One of the more important switches was the High/Low engine supercharger switch which had to be Low for take off otherwise you could bugger the engine on take off. From experience I knew pilots would occasionally miss this switch during their scans and with no checklist to pick it up it was potentially quite dangerous if in the wrong position (High Supercharger)

So for night flying especially (dark cockpit in those days) I would deliberately get into the cockpit before the "student" and flick the switch to "High" supercharger position in the hope the pilot would pick it up during the pre-flight scan. Dirty trick maybe but it could save lives. Word soon got around among the squadron pilots but I was not aware of that.

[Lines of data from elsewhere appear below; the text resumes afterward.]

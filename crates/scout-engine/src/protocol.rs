//! Two-tier profile scraping: credentialed API first, page extraction once as fallback.

use async_trait::async_trait;
use scout_api::{ApiProfile, ProfileApi};
use scout_browser::extract::parse_profile;
use scout_browser::{ExtractorSpec, PageController, RawProfile, SessionOptions};
use scout_budget::{BudgetRegistry, Method};
use scout_core::parse::{engagement_rate, extract_email, parse_timestamp, truncate_caption};
use scout_core::{
    Handle, Platform, Post, ProfileRecord, ScrapeErrorKind, ScrapeMethod, ScrapeOutcome, MAX_POSTS,
};
use scout_niche::NicheClassifier;
use std::collections::HashMap;
use std::sync::Arc;

/// Posts kept in `top_posts`, ranked by engagement.
pub const TOP_POSTS: usize = 3;

/// Posts kept in `recent_posts`, newest first.
pub const RECENT_POSTS: usize = 5;

/// Resolves one account to a [`ScrapeOutcome`]. Never fails with an `Err`.
#[async_trait]
pub trait ProfileScraper: Send + Sync {
    /// Scrape the profile at `profile_url` on `source`, trying the API first when `prefer_api` is set.
    async fn scrape(&self, source: Platform, profile_url: &str, prefer_api: bool) -> ScrapeOutcome;
}

/// API-then-fallback scrape protocol.
///
/// A platform takes the API path only when a client for it was registered,
/// which happens only when credentials for it are configured.
pub struct ScrapeProtocol {
    apis: HashMap<Platform, Arc<dyn ProfileApi>>,
    controller: Arc<dyn PageController>,
    budgets: BudgetRegistry,
    classifier: Arc<dyn NicheClassifier>,
    store_raw: bool,
}

impl ScrapeProtocol {
    /// Create a protocol with no API clients; every scrape uses page extraction.
    #[must_use]
    pub fn new(
        controller: Arc<dyn PageController>,
        budgets: BudgetRegistry,
        classifier: Arc<dyn NicheClassifier>,
    ) -> Self {
        Self {
            apis: HashMap::new(),
            controller,
            budgets,
            classifier,
            store_raw: false,
        }
    }

    /// Register an API client for its platform, replacing any previous one.
    #[must_use]
    pub fn with_api(mut self, api: Arc<dyn ProfileApi>) -> Self {
        self.apis.insert(api.platform(), api);
        self
    }

    /// Register several API clients.
    #[must_use]
    pub fn with_apis(self, apis: impl IntoIterator<Item = Arc<dyn ProfileApi>>) -> Self {
        apis.into_iter().fold(self, Self::with_api)
    }

    /// Keep raw API responses or page extraction output on records.
    #[must_use]
    pub fn with_store_raw(mut self, store_raw: bool) -> Self {
        self.store_raw = store_raw;
        self
    }

    /// Whether an API client is registered for `platform`.
    #[must_use]
    pub fn has_api(&self, platform: Platform) -> bool {
        self.apis.contains_key(&platform)
    }

    async fn scrape_api(
        &self,
        api: &dyn ProfileApi,
        handle: &Handle,
        profile_url: &str,
    ) -> Result<ProfileRecord, String> {
        let platform = api.platform();
        self.budgets.wait_for(platform.as_str(), Method::Api, 1).await;

        let id = api
            .resolve_identity(handle)
            .await
            .map_err(|e| format!("identity lookup failed: {e}"))?
            .ok_or_else(|| format!("no {platform} account for handle '{handle}'"))?;
        let profile = api
            .fetch_profile(&id)
            .await
            .map_err(|e| format!("profile fetch failed: {e}"))?
            .ok_or_else(|| format!("{platform} returned no profile for id '{id}'"))?;
        let posts = api
            .fetch_recent_content(&id, MAX_POSTS)
            .await
            .map_err(|e| format!("content fetch failed: {e}"))?;

        let record = self.record_from_api(platform, handle.clone(), profile_url, profile);
        self.finish(record, posts)
    }

    fn record_from_api(
        &self,
        platform: Platform,
        handle: Handle,
        profile_url: &str,
        profile: ApiProfile,
    ) -> ProfileRecord {
        let mut record = ProfileRecord::new(platform, handle, profile_url);
        record.display_name = profile.display_name;
        record.bio = profile.bio;
        record.location = profile.location;
        record.follower_count = profile.follower_count;
        record.following_count = profile.following_count;
        record.post_count = profile.post_count;
        record.avatar_url = profile.avatar_url;
        if self.store_raw {
            record.raw = Some(profile.raw);
        }
        record
    }

    async fn scrape_page(
        &self,
        platform: Platform,
        handle: &Handle,
        profile_url: &str,
    ) -> Result<ProfileRecord, String> {
        self.budgets
            .wait_for(platform.as_str(), Method::Scraping, 1)
            .await;

        let mut session = self
            .controller
            .open(profile_url, &SessionOptions::profile(platform))
            .await
            .map_err(|e| format!("failed to open profile page: {e}"))?;

        let value = session
            .evaluate(&ExtractorSpec::ProfileFields(platform))
            .await;
        if let Err(e) = session.close().await {
            tracing::debug!(handle = %handle, "Failed to close profile page: {}", e);
        }

        let value = value.map_err(|e| e.to_string())?;
        let raw = self.store_raw.then(|| value.clone());
        let extracted = parse_profile(value).map_err(|e| e.to_string())?;

        let (mut record, posts) = Self::record_from_page(platform, handle.clone(), profile_url, extracted);
        record.raw = raw;
        self.finish(record, posts)
    }

    fn record_from_page(
        platform: Platform,
        handle: Handle,
        profile_url: &str,
        page: RawProfile,
    ) -> (ProfileRecord, Vec<Post>) {
        let mut record = ProfileRecord::new(platform, handle, profile_url);
        record.display_name = page.display_name.filter(|s| !s.trim().is_empty());
        record.bio = page.bio.filter(|s| !s.trim().is_empty());
        record.location = page.location.filter(|s| !s.trim().is_empty());
        record.follower_count = page.followers;
        record.following_count = page.following;
        record.post_count = page.posts;
        record.avatar_url = page.avatar_url.filter(|s| !s.is_empty());

        let posts = page
            .recent_posts
            .into_iter()
            .filter(|p| !p.url.is_empty())
            .take(MAX_POSTS)
            .map(|p| Post {
                url: p.url,
                timestamp: p.timestamp.as_deref().and_then(parse_timestamp),
                likes: p.likes,
                comments: p.comments,
                caption: p.caption.as_deref().map(truncate_caption),
                engagement_rate: None,
            })
            .collect();
        (record, posts)
    }

    /// Derive niche, contact email, engagement and the two bounded post lists.
    fn finish(&self, mut record: ProfileRecord, mut posts: Vec<Post>) -> Result<ProfileRecord, String> {
        let bio = record.bio.clone().unwrap_or_default();
        let captions: Vec<String> = posts.iter().filter_map(|p| p.caption.clone()).collect();

        if record.niche.is_none() {
            record.niche = Some(self.classifier.classify(&bio, &captions).label);
        }
        if record.public_contact_email.is_none() {
            record.public_contact_email = extract_email(&bio);
        }

        let followers = record.follower_count.unwrap_or(0);
        for post in &mut posts {
            let has_counts = post.likes.is_some() || post.comments.is_some();
            if post.engagement_rate.is_none() && has_counts {
                post.engagement_rate = engagement_rate(post.interactions(), followers);
            }
        }
        if record.engagement_rate.is_none() {
            record.engagement_rate = overall_engagement(&posts, followers);
        }

        record.top_posts = top_posts(&posts, TOP_POSTS);
        record.recent_posts = recent_posts(&posts, RECENT_POSTS);

        record.validate().map_err(|e| e.to_string())?;
        Ok(record)
    }
}

#[async_trait]
impl ProfileScraper for ScrapeProtocol {
    async fn scrape(&self, source: Platform, profile_url: &str, prefer_api: bool) -> ScrapeOutcome {
        let handle = match source.parse_profile_url(profile_url) {
            Ok(handle) => handle,
            Err(e) => {
                tracing::warn!(platform = %source, "Rejected profile URL: {}", e);
                return ScrapeOutcome::failure(ScrapeErrorKind::InvalidInput, e.to_string(), None);
            }
        };

        if prefer_api {
            if let Some(api) = self.apis.get(&source) {
                match self.scrape_api(api.as_ref(), &handle, profile_url).await {
                    Ok(record) => {
                        tracing::info!(platform = %source, handle = %handle, method = "api", "Scraped profile");
                        return ScrapeOutcome::success(record, ScrapeMethod::Api);
                    }
                    Err(message) => {
                        tracing::warn!(
                            platform = %source,
                            handle = %handle,
                            "API scrape failed, falling back to page extraction: {}",
                            message
                        );
                    }
                }
            } else {
                tracing::debug!(platform = %source, "No API credentials, using page extraction");
            }
        }

        match self.scrape_page(source, &handle, profile_url).await {
            Ok(record) => {
                tracing::info!(platform = %source, handle = %handle, method = "fallback", "Scraped profile");
                ScrapeOutcome::success(record, ScrapeMethod::Fallback)
            }
            Err(message) => {
                tracing::warn!(platform = %source, handle = %handle, "Page extraction failed: {}", message);
                ScrapeOutcome::failure(
                    ScrapeErrorKind::ExtractionError,
                    message,
                    Some(ScrapeMethod::Fallback),
                )
            }
        }
    }
}

/// `min(1, Σ interactions / (followers × posts))` over posts that carry counts.
#[allow(clippy::cast_precision_loss)]
fn overall_engagement(posts: &[Post], followers: u64) -> Option<f64> {
    let counted: Vec<&Post> = posts
        .iter()
        .filter(|p| p.likes.is_some() || p.comments.is_some())
        .collect();
    if counted.is_empty() || followers == 0 {
        return None;
    }
    let total: u64 = counted.iter().map(|p| p.interactions()).sum();
    Some((total as f64 / (followers as f64 * counted.len() as f64)).clamp(0.0, 1.0))
}

/// Highest interactions first; ties keep extraction order.
fn top_posts(posts: &[Post], limit: usize) -> Vec<Post> {
    let mut ranked = posts.to_vec();
    ranked.sort_by(|a, b| b.interactions().cmp(&a.interactions()));
    ranked.truncate(limit);
    ranked
}

/// Newest first, undated posts last; ties keep extraction order.
fn recent_posts(posts: &[Post], limit: usize) -> Vec<Post> {
    let mut ranked = posts.to_vec();
    ranked.sort_by(|a, b| b.timestamp.cmp(&a.timestamp));
    ranked.truncate(limit);
    ranked
}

Was doing a night check on a former war time RAF Halifax bomber pilot called K.K. Wilson who had risked his life many times by dropping secret service agents at night by parachute into Occupied Europe. Very dangerous flying especially if the German night fighters got you on radar. KK knew about my trick and got into the aircraft before me. The bugger then taped several drawing pins pointy side out on the supercharger changeover switch and withdrew to the back of the aircraft to await my own furtive arrival. It was black as spades when I got to the cockpit and I didn't need a torch to locate the supercharger switch because I knew exactly where it was located in the middle of the instrument panel.

I found the bloody switch by feel and stuck my fingers right on to the drawing pins which drew blood and caused a great oath. From the back of the Lincoln appeared KK with a big grin and he said "that'll teach you to f**ck around, young Centaurus." Point taken in more ways than one...

Last edited by Centaurus; 26th Dec 2012 at 12:48.